- _Work order_: Report each line of the records below that holds the word "false".

- _Data section_:

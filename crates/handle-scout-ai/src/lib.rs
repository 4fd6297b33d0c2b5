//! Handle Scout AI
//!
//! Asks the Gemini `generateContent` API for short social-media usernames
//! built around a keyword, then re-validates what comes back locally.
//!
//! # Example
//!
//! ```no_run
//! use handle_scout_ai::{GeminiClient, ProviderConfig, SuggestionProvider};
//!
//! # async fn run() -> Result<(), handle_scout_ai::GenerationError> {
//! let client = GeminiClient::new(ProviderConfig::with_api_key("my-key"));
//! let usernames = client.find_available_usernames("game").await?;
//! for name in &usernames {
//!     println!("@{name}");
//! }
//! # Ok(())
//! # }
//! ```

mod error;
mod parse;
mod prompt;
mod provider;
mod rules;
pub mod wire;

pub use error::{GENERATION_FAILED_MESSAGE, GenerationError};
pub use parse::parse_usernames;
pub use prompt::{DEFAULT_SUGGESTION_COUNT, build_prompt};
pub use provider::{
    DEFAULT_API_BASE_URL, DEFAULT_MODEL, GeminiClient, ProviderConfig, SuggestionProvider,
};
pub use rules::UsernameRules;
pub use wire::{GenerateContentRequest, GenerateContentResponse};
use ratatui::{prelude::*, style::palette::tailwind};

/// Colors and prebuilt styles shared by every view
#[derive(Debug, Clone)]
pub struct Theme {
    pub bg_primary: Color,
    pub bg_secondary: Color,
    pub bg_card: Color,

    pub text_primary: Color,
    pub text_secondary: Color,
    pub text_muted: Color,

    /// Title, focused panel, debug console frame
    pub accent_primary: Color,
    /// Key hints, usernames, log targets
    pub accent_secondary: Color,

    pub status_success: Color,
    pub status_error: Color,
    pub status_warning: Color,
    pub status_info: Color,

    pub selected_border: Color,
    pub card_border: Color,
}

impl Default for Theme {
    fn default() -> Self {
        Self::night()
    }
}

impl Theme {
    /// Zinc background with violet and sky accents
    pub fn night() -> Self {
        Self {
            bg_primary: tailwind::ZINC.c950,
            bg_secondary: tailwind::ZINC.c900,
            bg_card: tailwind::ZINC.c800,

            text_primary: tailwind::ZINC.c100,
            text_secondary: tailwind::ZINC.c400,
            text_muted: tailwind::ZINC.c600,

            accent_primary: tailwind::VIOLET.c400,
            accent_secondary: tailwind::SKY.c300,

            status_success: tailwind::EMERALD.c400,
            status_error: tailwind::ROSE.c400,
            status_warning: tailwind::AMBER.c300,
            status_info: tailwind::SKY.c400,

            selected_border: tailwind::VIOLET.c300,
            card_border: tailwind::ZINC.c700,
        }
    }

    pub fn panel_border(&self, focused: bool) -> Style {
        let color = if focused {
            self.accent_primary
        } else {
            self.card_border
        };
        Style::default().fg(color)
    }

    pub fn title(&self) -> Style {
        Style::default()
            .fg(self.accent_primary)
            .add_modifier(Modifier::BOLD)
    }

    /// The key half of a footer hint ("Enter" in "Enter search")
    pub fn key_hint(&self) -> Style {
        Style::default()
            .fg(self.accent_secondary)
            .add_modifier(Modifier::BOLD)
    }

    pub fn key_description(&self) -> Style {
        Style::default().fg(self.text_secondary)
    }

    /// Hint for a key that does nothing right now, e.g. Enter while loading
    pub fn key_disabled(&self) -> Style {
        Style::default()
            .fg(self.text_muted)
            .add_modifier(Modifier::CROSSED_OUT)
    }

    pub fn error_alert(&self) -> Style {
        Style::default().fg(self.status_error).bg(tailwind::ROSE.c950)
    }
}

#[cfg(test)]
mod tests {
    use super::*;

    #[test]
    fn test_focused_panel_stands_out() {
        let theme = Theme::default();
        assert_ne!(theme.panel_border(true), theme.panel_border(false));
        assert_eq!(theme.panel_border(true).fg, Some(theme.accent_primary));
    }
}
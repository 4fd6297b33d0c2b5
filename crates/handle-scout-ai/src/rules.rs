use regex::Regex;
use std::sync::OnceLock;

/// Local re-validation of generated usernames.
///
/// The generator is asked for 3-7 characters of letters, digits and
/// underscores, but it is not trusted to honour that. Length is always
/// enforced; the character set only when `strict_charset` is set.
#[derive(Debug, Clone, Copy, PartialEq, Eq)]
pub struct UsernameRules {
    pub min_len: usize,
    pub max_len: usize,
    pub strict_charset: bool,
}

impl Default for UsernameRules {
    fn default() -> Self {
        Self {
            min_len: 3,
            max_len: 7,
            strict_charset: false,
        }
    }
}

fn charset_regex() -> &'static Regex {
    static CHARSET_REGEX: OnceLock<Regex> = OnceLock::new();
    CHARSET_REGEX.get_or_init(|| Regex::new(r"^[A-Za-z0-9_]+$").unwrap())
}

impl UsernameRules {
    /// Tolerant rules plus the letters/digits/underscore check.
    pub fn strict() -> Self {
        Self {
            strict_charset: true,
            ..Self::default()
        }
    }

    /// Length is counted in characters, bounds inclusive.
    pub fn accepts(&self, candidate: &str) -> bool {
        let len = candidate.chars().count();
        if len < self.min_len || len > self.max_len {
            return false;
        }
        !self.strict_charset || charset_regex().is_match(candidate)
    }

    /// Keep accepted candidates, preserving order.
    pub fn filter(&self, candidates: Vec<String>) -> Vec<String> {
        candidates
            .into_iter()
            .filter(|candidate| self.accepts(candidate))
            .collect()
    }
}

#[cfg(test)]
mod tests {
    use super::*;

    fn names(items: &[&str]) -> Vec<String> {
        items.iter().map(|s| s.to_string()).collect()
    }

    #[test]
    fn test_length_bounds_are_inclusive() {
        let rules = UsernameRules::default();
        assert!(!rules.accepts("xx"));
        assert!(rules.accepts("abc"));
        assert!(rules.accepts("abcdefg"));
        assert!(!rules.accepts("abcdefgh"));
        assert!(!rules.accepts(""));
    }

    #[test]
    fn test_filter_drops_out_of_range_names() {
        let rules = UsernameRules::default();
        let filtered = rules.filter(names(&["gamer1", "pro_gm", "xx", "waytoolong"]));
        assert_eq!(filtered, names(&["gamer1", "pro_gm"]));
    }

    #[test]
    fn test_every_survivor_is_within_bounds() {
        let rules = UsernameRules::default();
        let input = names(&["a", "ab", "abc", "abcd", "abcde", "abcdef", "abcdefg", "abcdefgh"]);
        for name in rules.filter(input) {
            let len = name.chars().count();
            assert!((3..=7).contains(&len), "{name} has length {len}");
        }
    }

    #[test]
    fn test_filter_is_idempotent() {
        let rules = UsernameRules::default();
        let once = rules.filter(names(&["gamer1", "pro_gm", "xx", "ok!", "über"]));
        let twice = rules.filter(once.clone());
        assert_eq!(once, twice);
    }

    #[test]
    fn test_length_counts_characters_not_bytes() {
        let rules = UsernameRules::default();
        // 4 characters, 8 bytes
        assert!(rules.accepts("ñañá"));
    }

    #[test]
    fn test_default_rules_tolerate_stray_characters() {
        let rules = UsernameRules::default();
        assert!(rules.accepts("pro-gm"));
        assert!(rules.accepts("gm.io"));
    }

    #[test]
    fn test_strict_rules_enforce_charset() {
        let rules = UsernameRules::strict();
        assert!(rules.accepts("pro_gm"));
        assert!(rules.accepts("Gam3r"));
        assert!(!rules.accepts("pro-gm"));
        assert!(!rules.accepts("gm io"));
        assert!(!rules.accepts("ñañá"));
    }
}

---

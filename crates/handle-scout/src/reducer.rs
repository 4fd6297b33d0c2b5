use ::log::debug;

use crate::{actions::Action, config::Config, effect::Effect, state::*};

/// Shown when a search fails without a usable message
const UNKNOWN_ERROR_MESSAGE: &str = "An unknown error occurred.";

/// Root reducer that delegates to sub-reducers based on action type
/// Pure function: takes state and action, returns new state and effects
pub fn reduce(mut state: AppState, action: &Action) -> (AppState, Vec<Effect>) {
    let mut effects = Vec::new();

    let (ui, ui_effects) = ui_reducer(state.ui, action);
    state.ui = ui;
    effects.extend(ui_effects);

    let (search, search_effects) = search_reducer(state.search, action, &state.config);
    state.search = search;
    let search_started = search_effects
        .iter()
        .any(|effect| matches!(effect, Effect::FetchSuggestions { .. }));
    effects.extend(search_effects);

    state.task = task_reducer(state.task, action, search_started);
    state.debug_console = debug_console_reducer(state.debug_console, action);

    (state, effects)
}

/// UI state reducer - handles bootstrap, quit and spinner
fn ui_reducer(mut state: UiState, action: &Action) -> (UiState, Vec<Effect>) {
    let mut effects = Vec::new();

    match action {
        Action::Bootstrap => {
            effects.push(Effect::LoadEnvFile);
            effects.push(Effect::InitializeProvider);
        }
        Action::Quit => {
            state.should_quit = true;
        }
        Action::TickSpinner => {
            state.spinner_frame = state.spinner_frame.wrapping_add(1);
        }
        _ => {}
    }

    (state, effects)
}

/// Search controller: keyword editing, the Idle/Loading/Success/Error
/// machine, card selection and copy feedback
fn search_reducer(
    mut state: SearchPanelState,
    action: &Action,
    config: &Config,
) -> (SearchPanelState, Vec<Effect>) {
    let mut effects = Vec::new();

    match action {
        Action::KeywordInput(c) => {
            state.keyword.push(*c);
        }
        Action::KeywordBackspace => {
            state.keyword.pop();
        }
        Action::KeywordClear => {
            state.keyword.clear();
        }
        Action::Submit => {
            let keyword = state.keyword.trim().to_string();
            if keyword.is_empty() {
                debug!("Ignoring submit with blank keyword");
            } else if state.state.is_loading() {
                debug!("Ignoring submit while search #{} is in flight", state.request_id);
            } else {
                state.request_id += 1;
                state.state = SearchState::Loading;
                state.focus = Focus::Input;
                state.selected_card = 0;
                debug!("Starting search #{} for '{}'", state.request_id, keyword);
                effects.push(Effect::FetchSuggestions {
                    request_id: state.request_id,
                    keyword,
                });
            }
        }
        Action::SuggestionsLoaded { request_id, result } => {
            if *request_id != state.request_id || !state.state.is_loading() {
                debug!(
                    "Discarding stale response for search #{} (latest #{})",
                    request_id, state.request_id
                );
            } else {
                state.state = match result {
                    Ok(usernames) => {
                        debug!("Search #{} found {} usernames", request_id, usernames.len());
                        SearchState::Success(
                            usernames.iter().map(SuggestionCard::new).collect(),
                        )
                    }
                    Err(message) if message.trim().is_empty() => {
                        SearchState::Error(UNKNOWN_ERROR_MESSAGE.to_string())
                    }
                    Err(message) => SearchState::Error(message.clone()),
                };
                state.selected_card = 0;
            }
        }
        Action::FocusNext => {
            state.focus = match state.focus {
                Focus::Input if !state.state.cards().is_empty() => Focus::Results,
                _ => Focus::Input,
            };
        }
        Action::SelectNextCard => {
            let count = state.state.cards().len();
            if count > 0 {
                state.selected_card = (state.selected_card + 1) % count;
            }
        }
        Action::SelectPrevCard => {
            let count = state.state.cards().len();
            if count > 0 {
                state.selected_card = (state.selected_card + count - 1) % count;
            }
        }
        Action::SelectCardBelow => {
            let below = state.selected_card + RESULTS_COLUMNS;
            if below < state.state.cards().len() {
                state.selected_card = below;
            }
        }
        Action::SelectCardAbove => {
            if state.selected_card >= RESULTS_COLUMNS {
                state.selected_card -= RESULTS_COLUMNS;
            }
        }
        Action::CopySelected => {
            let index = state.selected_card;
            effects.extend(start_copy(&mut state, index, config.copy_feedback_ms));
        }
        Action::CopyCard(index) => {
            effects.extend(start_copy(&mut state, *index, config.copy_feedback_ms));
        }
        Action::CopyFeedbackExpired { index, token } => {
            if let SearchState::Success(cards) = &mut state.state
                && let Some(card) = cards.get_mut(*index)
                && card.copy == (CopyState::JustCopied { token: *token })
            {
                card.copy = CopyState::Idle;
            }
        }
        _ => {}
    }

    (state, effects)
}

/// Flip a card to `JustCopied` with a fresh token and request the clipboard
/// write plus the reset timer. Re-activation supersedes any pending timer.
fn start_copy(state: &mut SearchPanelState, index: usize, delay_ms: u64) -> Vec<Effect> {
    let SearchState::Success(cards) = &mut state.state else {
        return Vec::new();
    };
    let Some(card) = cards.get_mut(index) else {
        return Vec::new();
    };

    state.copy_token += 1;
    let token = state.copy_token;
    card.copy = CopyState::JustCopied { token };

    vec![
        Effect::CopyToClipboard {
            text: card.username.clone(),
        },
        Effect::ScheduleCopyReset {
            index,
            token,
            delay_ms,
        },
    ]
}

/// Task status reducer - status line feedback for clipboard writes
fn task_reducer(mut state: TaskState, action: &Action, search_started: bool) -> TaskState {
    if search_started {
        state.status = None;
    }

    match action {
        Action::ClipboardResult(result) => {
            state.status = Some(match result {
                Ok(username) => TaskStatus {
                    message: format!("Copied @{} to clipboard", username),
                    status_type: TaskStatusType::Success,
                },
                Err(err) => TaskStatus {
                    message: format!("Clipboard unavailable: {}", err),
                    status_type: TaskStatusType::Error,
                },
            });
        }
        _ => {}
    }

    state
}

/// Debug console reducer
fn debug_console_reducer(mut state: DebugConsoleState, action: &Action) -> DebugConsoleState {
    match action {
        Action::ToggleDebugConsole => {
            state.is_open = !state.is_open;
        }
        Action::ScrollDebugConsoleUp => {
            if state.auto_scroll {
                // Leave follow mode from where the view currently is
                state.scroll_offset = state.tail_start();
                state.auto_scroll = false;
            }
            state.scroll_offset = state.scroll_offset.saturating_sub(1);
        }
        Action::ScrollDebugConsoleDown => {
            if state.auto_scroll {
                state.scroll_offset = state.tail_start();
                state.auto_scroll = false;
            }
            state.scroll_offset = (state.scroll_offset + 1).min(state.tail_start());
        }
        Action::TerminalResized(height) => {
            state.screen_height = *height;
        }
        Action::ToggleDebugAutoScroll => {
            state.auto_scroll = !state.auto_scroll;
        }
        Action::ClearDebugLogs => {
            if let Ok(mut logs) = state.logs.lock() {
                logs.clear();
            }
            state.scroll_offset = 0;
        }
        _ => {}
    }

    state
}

* * *

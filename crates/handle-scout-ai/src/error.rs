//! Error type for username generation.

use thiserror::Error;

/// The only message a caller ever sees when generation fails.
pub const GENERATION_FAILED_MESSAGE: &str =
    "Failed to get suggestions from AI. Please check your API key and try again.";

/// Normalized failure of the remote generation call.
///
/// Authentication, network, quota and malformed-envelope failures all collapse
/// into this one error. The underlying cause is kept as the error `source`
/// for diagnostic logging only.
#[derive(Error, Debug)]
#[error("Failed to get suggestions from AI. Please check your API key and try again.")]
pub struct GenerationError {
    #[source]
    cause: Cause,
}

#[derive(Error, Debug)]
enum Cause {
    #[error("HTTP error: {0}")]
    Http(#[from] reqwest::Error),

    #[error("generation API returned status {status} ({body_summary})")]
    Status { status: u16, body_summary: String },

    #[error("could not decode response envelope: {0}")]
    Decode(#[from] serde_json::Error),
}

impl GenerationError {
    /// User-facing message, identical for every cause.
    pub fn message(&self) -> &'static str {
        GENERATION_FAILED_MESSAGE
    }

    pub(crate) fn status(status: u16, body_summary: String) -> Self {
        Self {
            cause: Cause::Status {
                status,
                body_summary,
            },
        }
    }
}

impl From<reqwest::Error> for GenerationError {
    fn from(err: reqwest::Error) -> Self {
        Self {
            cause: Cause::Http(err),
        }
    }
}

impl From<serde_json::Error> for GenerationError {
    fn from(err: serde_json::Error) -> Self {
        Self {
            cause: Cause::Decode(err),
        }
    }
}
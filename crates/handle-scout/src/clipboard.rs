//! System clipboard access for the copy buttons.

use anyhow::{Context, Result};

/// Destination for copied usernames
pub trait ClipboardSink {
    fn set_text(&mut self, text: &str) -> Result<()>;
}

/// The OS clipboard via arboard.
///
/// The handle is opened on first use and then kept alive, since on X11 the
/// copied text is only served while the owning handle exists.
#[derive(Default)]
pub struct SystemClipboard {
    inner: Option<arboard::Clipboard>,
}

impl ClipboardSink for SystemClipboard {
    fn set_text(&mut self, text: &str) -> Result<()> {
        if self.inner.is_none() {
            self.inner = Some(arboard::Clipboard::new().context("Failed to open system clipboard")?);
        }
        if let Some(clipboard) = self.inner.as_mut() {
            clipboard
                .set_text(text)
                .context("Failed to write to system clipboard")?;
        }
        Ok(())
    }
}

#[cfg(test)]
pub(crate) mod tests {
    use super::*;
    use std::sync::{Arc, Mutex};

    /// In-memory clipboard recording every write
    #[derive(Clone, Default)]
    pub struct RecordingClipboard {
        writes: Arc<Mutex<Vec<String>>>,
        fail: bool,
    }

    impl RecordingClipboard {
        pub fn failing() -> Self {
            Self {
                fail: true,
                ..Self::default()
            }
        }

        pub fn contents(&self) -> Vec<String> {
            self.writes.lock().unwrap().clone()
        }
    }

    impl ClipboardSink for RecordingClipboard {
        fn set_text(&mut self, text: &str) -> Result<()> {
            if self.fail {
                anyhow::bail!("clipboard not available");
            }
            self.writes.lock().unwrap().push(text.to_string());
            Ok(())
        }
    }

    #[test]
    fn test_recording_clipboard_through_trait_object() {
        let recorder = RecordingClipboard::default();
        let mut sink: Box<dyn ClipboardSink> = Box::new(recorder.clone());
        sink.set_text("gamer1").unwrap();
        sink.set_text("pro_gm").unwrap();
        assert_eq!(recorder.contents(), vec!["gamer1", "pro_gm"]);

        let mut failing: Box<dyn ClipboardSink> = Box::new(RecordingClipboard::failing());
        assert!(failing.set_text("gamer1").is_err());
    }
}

- _Response below_:
        assert_ne!(theme.panel_border(true), theme.panel_border(false));
            strict_charset: false,
            return false;
                state.auto_scroll = false;
                state.auto_scroll = false;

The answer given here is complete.